- **PROBLEM TO WORK ON**: Copy, word for word, the lines of the entries below between the one with "let row: RawRow = headers" and the one with "best_score = score;", inclusive, and leave out everything else.

__________________________________________________

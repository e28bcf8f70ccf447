//! CSV/TSV parser with delimiter detection.

use std::fs::File;
use std::io::{BufRead, BufReader, Read};
use std::path::Path;

use sha2::{Digest, Sha256};

use super::source::{RawRow, RawTable, RawValue, SourceMetadata};
use crate::error::{Result, WeatherfitError};

/// Delimiters to try when auto-detecting.
const DELIMITERS: &[u8] = &[b'\t', b',', b';', b'|'];

/// Parser configuration.
#[derive(Debug, Clone)]
pub struct ParserConfig {
    /// Delimiter to use (None = auto-detect).
    pub delimiter: Option<u8>,
    /// Maximum rows to read (None = all).
    pub max_rows: Option<usize>,
    /// Quote character.
    pub quote: u8,
}

impl Default for ParserConfig {
    fn default() -> Self {
        Self {
            delimiter: None,
            max_rows: None,
            quote: b'"',
        }
    }
}

/// Reads delimited weather history exports into raw rows.
pub struct Parser {
    config: ParserConfig,
}

impl Parser {
    /// Create a new parser with default configuration.
    pub fn new() -> Self {
        Self {
            config: ParserConfig::default(),
        }
    }

    /// Create a parser with custom configuration.
    pub fn with_config(config: ParserConfig) -> Self {
        Self { config }
    }

    /// Parse a file and return the raw table and its metadata.
    pub fn parse_file(&self, path: impl AsRef<Path>) -> Result<(RawTable, SourceMetadata)> {
        let path = path.as_ref();
        let io_err = |e| WeatherfitError::Io {
            path: path.to_path_buf(),
            source: e,
        };

        let mut file = File::open(path).map_err(io_err)?;
        let size_bytes = file.metadata().map_err(io_err)?.len();

        let mut contents = Vec::new();
        file.read_to_end(&mut contents).map_err(io_err)?;

        let mut hasher = Sha256::new();
        hasher.update(&contents);
        let hash = format!("sha256:{:x}", hasher.finalize());

        let delimiter = match self.config.delimiter {
            Some(d) => d,
            None => detect_delimiter(&contents)?,
        };

        let table = self.parse_with_delimiter(&contents, delimiter)?;

        let format = match delimiter {
            b'\t' => "tsv",
            b',' => "csv",
            b';' => "csv-semicolon",
            b'|' => "psv",
            _ => "delimited",
        }
        .to_string();

        tracing::debug!(
            path = %path.display(),
            rows = table.row_count(),
            columns = table.column_count(),
            format = %format,
            "parsed source file"
        );

        let metadata = SourceMetadata::new(
            path.to_path_buf(),
            hash,
            size_bytes,
            format,
            table.row_count(),
            table.column_count(),
        );

        Ok((table, metadata))
    }

    /// Parse in-memory bytes, detecting the delimiter unless configured.
    pub fn parse_bytes(&self, bytes: &[u8]) -> Result<RawTable> {
        let delimiter = match self.config.delimiter {
            Some(d) => d,
            None => detect_delimiter(bytes)?,
        };
        self.parse_with_delimiter(bytes, delimiter)
    }

    fn parse_with_delimiter(&self, bytes: &[u8], delimiter: u8) -> Result<RawTable> {
        let mut reader = csv::ReaderBuilder::new()
            .delimiter(delimiter)
            .has_headers(true)
            .quote(self.config.quote)
            .flexible(true)
            .from_reader(bytes);

        let headers: Vec<String> = reader
            .headers()?
            .iter()
            .map(|s| s.trim_start_matches('\u{feff}').trim().to_string())
            .collect();

        if headers.is_empty() || headers.iter().all(|h| h.is_empty()) {
            return Err(WeatherfitError::EmptyData("No columns found".to_string()));
        }

        // Rows are keyed by header, so a repeated name would hide a column.
        for (i, header) in headers.iter().enumerate() {
            if headers[..i].contains(header) {
                return Err(WeatherfitError::Schema {
                    column: header.clone(),
                    message: "duplicate column header".to_string(),
                });
            }
        }

        let mut rows = Vec::new();
        for (row_idx, result) in reader.records().enumerate() {
            if let Some(max) = self.config.max_rows {
                if row_idx >= max {
                    break;
                }
            }

            let record = result?;
            // Short records are padded with empty cells, long ones truncated.
            let row: RawRow = headers
                .iter()
                .enumerate()
                .map(|(i, header)| {
                    let value = record.get(i).map(RawValue::from_cell).unwrap_or(RawValue::Empty);
                    (header.clone(), value)
                })
                .collect();
            rows.push(row);
        }

        if rows.is_empty() {
            return Err(WeatherfitError::EmptyData("No data rows found".to_string()));
        }

        Ok(RawTable::new(headers, rows, delimiter))
    }
}

impl Default for Parser {
    fn default() -> Self {
        Self::new()
    }
}

/// Detect the delimiter by analyzing the first few lines.
fn detect_delimiter(bytes: &[u8]) -> Result<u8> {
    let reader = BufReader::new(bytes);
    let lines: Vec<String> = reader
        .lines()
        .take(10)
        .map_while(|l| l.ok())
        .filter(|l| !l.trim().is_empty())
        .collect();

    if lines.is_empty() {
        return Err(WeatherfitError::EmptyData("No lines to analyze".to_string()));
    }

    let mut best_delimiter = b',';
    let mut best_score = 0;

    for &delim in DELIMITERS {
        let counts: Vec<usize> = lines
            .iter()
            .map(|line| count_delimiter_in_line(line, delim))
            .collect();

        let first_count = counts[0];
        if first_count == 0 {
            continue;
        }

        let consistent = counts.iter().all(|&c| c == first_count);
        let variance: f64 = if counts.len() > 1 {
            let mean = counts.iter().sum::<usize>() as f64 / counts.len() as f64;
            counts.iter().map(|&c| (c as f64 - mean).powi(2)).sum::<f64>() / counts.len() as f64
        } else {
            0.0
        };

        // Higher count with lower variance wins; tab gets a small bonus
        // since it rarely appears inside values.
        let score = if consistent {
            first_count * 1000 + (if delim == b'\t' { 100 } else { 0 })
        } else if variance < 1.0 {
            first_count * 100
        } else {
            first_count
        };

        if score > best_score {
            best_score = score;
            best_delimiter = delim;
        }
    }

    Ok(best_delimiter)
}

/// Count delimiter occurrences in a line, respecting quotes.
fn count_delimiter_in_line(line: &str, delimiter: u8) -> usize {
    let delim_char = delimiter as char;
    let mut count = 0;
    let mut in_quotes = false;

    for ch in line.chars() {
        match ch {
            '"' => in_quotes = !in_quotes,
            c if c == delim_char && !in_quotes => count += 1,
            _ => {}
        }
    }

    count
}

__________________________________________________

- **EXPECTED ANSWER**:
            let row: RawRow = headers
                .iter()
                .enumerate()
                .map(|(i, header)| {
                    let value = record.get(i).map(RawValue::from_cell).unwrap_or(RawValue::Empty);
                    (header.clone(), value)
                })
                .collect();
            rows.push(row);
        }

        if rows.is_empty() {
            return Err(WeatherfitError::EmptyData("No data rows found".to_string()));
        }

        Ok(RawTable::new(headers, rows, delimiter))
    }
}

impl Default for Parser {
    fn default() -> Self {
        Self::new()
    }
}

/// Detect the delimiter by analyzing the first few lines.
fn detect_delimiter(bytes: &[u8]) -> Result<u8> {
    let reader = BufReader::new(bytes);
    let lines: Vec<String> = reader
        .lines()
        .take(10)
        .map_while(|l| l.ok())
        .filter(|l| !l.trim().is_empty())
        .collect();

    if lines.is_empty() {
        return Err(WeatherfitError::EmptyData("No lines to analyze".to_string()));
    }

    let mut best_delimiter = b',';
    let mut best_score = 0;

    for &delim in DELIMITERS {
        let counts: Vec<usize> = lines
            .iter()
            .map(|line| count_delimiter_in_line(line, delim))
            .collect();

        let first_count = counts[0];
        if first_count == 0 {
            continue;
        }

        let consistent = counts.iter().all(|&c| c == first_count);
        let variance: f64 = if counts.len() > 1 {
            let mean = counts.iter().sum::<usize>() as f64 / counts.len() as f64;
            counts.iter().map(|&c| (c as f64 - mean).powi(2)).sum::<f64>() / counts.len() as f64
        } else {
            0.0
        };

        // Higher count with lower variance wins; tab gets a small bonus
        // since it rarely appears inside values.
        let score = if consistent {
            first_count * 1000 + (if delim == b'\t' { 100 } else { 0 })
        } else if variance < 1.0 {
            first_count * 100
        } else {
            first_count
        };

        if score > best_score {
            best_score = score;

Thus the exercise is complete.